Juntos se relame: si se rompe el FdT, se queda con todo en la Legislatura

Juntos se relame: si se rompe el FdT, se queda con todo en la Legislatura

En Diputados, la oposición está a tres bancas de la primera minoría y en el Senado empata en 23. La crisis expone la debilidad de Kicillof en el parlamento.

En medio de la guerra entre el kirchnerismo duro y el albertismo neonato que amenaza con llevarse puesto al Frente de Todos (FdT), conviene detener la mirada en la Legislatura bonaerense y el eventual escenario que debería afrontar el gobierno en la provincia del 40% del padrón electoral nacional, comandada por uno de los principales activos de la resquebrajada coalición, Axel Kicillof, si la sangre llegara al río. Mientras el intendentismo provincial teje alianzas bajo una lluvia de balas para evitar el caos, es inevitable sopesar la consecuencia de una ruptura de los bloques oficialistas. La respuesta es inequívoca: ambas cámaras quedarían servidas a una oposición que supo mantener la unidad a pesar de la derrota en 2019 y se envalentonó con la victoria de noviembre pasado; para el exministro de CFK, remontar la cuesta del segundo tiempo sería un suplicio y su plan reelección naufragaría antes de zarpar.

Diputados

En la Cámara baja conviven cerca de una docena de espacios peronistas: desde el justicialismo tradicional y el kirchnerismo que responde de manera directa a Cristina Fernández, hasta los movimientos sociales y el sindicalismo de gran volumen. Pero los tiempos políticos y las estrategias electorales son manejadas principalmente por tres sectores: La Cámpora, liderada por Máximo Kirchner; el Frente Renovador, de Sergio Massa; y el peronismo intendentista representado en la figura del jefe de Gabinete, Martín Insaurralde, y otros jefes comunales.

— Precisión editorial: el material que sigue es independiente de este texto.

use std::io::Cursor;
use std::path::Path;

use tracing::info;

use crate::error::{EtlError, Result};
use crate::model::{Cell, Frame};

/// Reads a CSV file into a frame. Every value is ingested as text; empty
/// fields become null so missing-value reporting stays meaningful.
pub fn read_csv_file(path: &Path) -> Result<Frame> {
    if !path.exists() {
        return Err(EtlError::MissingInput(path.to_path_buf()));
    }
    let reader = csv::Reader::from_path(path)?;
    let frame = read_from(reader)?;
    info!(path = %path.display(), rows = frame.len(), "read CSV file");
    Ok(frame)
}

/// Reads CSV content from an in-memory buffer, e.g. a fetched remote file.
pub fn read_csv_bytes(bytes: &[u8]) -> Result<Frame> {
    read_from(csv::Reader::from_reader(Cursor::new(bytes)))
}

fn read_from<R: std::io::Read>(mut reader: csv::Reader<R>) -> Result<Frame> {
    let columns: Vec<String> = reader.headers()?.iter().map(String::from).collect();
    let mut frame = Frame::new(columns);
    for record in reader.records() {
        let record = record?;
        let cells = record
            .iter()
            .map(|field| {
                if field.is_empty() {
                    Cell::Null
                } else {
                    Cell::Text(field.to_string())
                }
            })
            .collect();
        frame.push_row(cells)?;
    }
    Ok(frame)
}

#[cfg(test)]
mod tests {
    use super::*;

    #[test]
    fn reads_all_values_as_text_with_nulls_for_blanks() {
        let frame = read_csv_bytes(b"id,name\n1,\n2,Bob\n").expect("CSV parsed");
        assert_eq!(frame.columns, vec!["id", "name"]);
        assert_eq!(frame.rows[0], vec![Cell::Text("1".to_string()), Cell::Null]);
        assert_eq!(
            frame.rows[1],
            vec![
                Cell::Text("2".to_string()),
                Cell::Text("Bob".to_string())
            ]
        );
    }

    #[test]
    fn missing_file_is_reported() {
        let result = read_csv_file(Path::new("/definitely/not/here.csv"));
        assert!(matches!(result, Err(EtlError::MissingInput(_))));
    }
}
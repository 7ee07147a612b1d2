//! Synchronous SQL Server client.
//!
//! The driver is async; the client owns a current-thread runtime and blocks on
//! each call so jobs stay single-threaded, top-to-bottom. One client maps to
//! one live connection.

use std::fmt::Write as _;

use chrono::{DateTime, NaiveDate, NaiveDateTime, Utc};
use tiberius::{Client, ColumnData, Config, FromSql, ToSql};
use tokio::net::TcpStream;
use tokio_util::compat::{Compat, TokioAsyncWriteCompatExt};
use tracing::debug;

use crate::error::{EtlError, Result};
use crate::model::{Cell, Frame};

/// Blocking facade over one SQL Server connection.
pub struct SqlClient {
    runtime: tokio::runtime::Runtime,
    client: Client<Compat<TcpStream>>,
}

impl SqlClient {
    /// Opens a connection from an ADO-style connection string.
    pub fn connect(conn_str: &str) -> Result<Self> {
        let config = Config::from_ado_string(conn_str)?;
        let runtime = tokio::runtime::Builder::new_current_thread()
            .enable_all()
            .build()?;
        let client = runtime.block_on(async {
            let tcp = TcpStream::connect(config.get_addr()).await?;
            tcp.set_nodelay(true)?;
            let client = Client::connect(config, tcp.compat_write()).await?;
            Ok::<_, EtlError>(client)
        })?;
        debug!("database connection established");
        Ok(Self { runtime, client })
    }

    /// Runs a query and collects the first result set into a frame.
    pub fn query(&mut self, sql: &str) -> Result<Frame> {
        debug!(sql, "executing query");
        let runtime = &self.runtime;
        let client = &mut self.client;
        let (columns, rows) = runtime.block_on(async move {
            let mut stream = client.query(sql, &[]).await?;
            let columns: Vec<String> = stream
                .columns()
                .await?
                .map(|columns| columns.iter().map(|c| c.name().to_string()).collect())
                .unwrap_or_default();
            let rows = stream.into_first_result().await?;
            Ok::<_, EtlError>((columns, rows))
        })?;

        let mut frame = Frame::new(columns);
        for row in rows {
            let cells = row
                .into_iter()
                .map(cell_from_column)
                .collect::<Result<Vec<_>>>()?;
            frame.push_row(cells)?;
        }
        Ok(frame)
    }

    /// Runs a statement, returning the number of affected rows. Parameters
    /// bind to `@P1`, `@P2`, ... placeholders.
    pub fn execute(&mut self, sql: &str, params: &[&dyn ToSql]) -> Result<u64> {
        debug!(sql, "executing statement");
        let runtime = &self.runtime;
        let client = &mut self.client;
        let result = runtime.block_on(client.execute(sql, params))?;
        Ok(result.total())
    }
}

fn cell_from_column(data: ColumnData<'static>) -> Result<Cell> {
    let cell = match data {
        ColumnData::Bit(value) => value.map(Cell::Bool).unwrap_or(Cell::Null),
        ColumnData::U8(value) => value.map(|v| Cell::Int(i64::from(v))).unwrap_or(Cell::Null),
        ColumnData::I16(value) => value.map(|v| Cell::Int(i64::from(v))).unwrap_or(Cell::Null),
        ColumnData::I32(value) => value.map(|v| Cell::Int(i64::from(v))).unwrap_or(Cell::Null),
        ColumnData::I64(value) => value.map(Cell::Int).unwrap_or(Cell::Null),
        ColumnData::F32(value) => value
            .map(|v| Cell::Float(f64::from(v)))
            .unwrap_or(Cell::Null),
        ColumnData::F64(value) => value.map(Cell::Float).unwrap_or(Cell::Null),
        ColumnData::Numeric(value) => value
            .map(|v| Cell::Float(f64::from(v)))
            .unwrap_or(Cell::Null),
        ColumnData::String(value) => value
            .map(|v| Cell::Text(v.into_owned()))
            .unwrap_or(Cell::Null),
        ColumnData::Guid(value) => value
            .map(|v| Cell::Text(v.to_string()))
            .unwrap_or(Cell::Null),
        ColumnData::Binary(value) => value
            .map(|bytes| Cell::Text(to_hex(&bytes)))
            .unwrap_or(Cell::Null),
        value @ ColumnData::Date(_) => NaiveDate::from_sql(&value)?
            .map(Cell::Date)
            .unwrap_or(Cell::Null),
        value @ (ColumnData::SmallDateTime(_)
        | ColumnData::DateTime(_)
        | ColumnData::DateTime2(_)) => NaiveDateTime::from_sql(&value)?
            .map(Cell::DateTime)
            .unwrap_or(Cell::Null),
        value @ ColumnData::DateTimeOffset(_) => DateTime::<Utc>::from_sql(&value)?
            .map(|v| Cell::DateTime(v.naive_utc()))
            .unwrap_or(Cell::Null),
        // xml and time-only columns do not appear in these reports
        _ => Cell::Null,
    };
    Ok(cell)
}

fn to_hex(bytes: &[u8]) -> String {
    let mut rendered = String::with_capacity(2 + bytes.len() * 2);
    rendered.push_str("0x");
    for byte in bytes {
        let _ = write!(rendered, "{byte:02x}");
    }
    rendered
}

De las 43 bancas oficialistas, 10 son de la agrupación del hijo de la vicepresidenta; otras 10, del massismo; otra decena se divide entre intendentes y el Partido Justicialista, que no siempre responden a una única persona. Con equilibrismo, lleva las riendas del bloque el camporista César Valicenti, mientras que la vicepresidencia está en manos del massista Rubén Eslaiman, uno de los hombres de mayor confianza del tigrense en tierras bonaerenses. La presidencia de la Cámara sigue en manos del lomense Federico Otermín, de ADN insaurraldista.

El sindicalismo tiene tres lugares con Soledad Alonso, Naldo Brunelli y Natalia Sánchez Jauregui; el Movimiento Evita, uno, con Patricia Cubría; Descamisados está representado con Juan Gómez Parodi, y el Frente Grande, con Susana González. Lo dicho: tras dos turnos electorales, el de 2019 donde accedió a la gobernación y el de la elección de medio término en 2021, Kicillof no tiene representantes directos en el recinto. 

 Senado

En la Cámara alta la lógica es similar, aunque el empate con el bloque Juntos obliga al oficialismo a tener otra cintura política, sobre todo después de haber padecido los dos últimos años estar en minoría. De las 46 bancas en el Senado, 23 son del Frente de Todos y las otras 23, de la oposición. El peronismo cuenta con el desempate de la presidenta del cuerpo, Verónica Magario, aunque el cuórum depende del larretismo. El peronismo necesita lograr un fino equilibrio tanto para comenzar una sesión, como para aprobar cualquier proyecto.

De los 23 lugares del Frente de Todos, cinco son de La Cámpora, cuatro del Frente Renovador, otros cinco de los intendentes justicialistas y el resto se reparten entre el sindicalismo y territoriales alineamiento a alguno de los tres grandes grupos. Entre los primeros se destaca Emmanuel González Santalla, mientras que en el massismo sobresale José Luis Pallares y Juan Alberto Martínez. En tanto que entre los que responden a los jefes comunales se encuentran Adrián Santarelli, cercano a Insaurralde; Gustavo Soos, de la estructura de Gustavo Menéndez; y Luis Vivona, que promovió en Malvinas Argentinas a Leonardo Nardini, hoy al frente del Ministerio de Infraestructura. La presidencia es de Teresa García, que si bien es parte del justicialismo tradicional tiene vínculos sólidos con el gobernador y línea directa con la vicepresidenta de la Nación.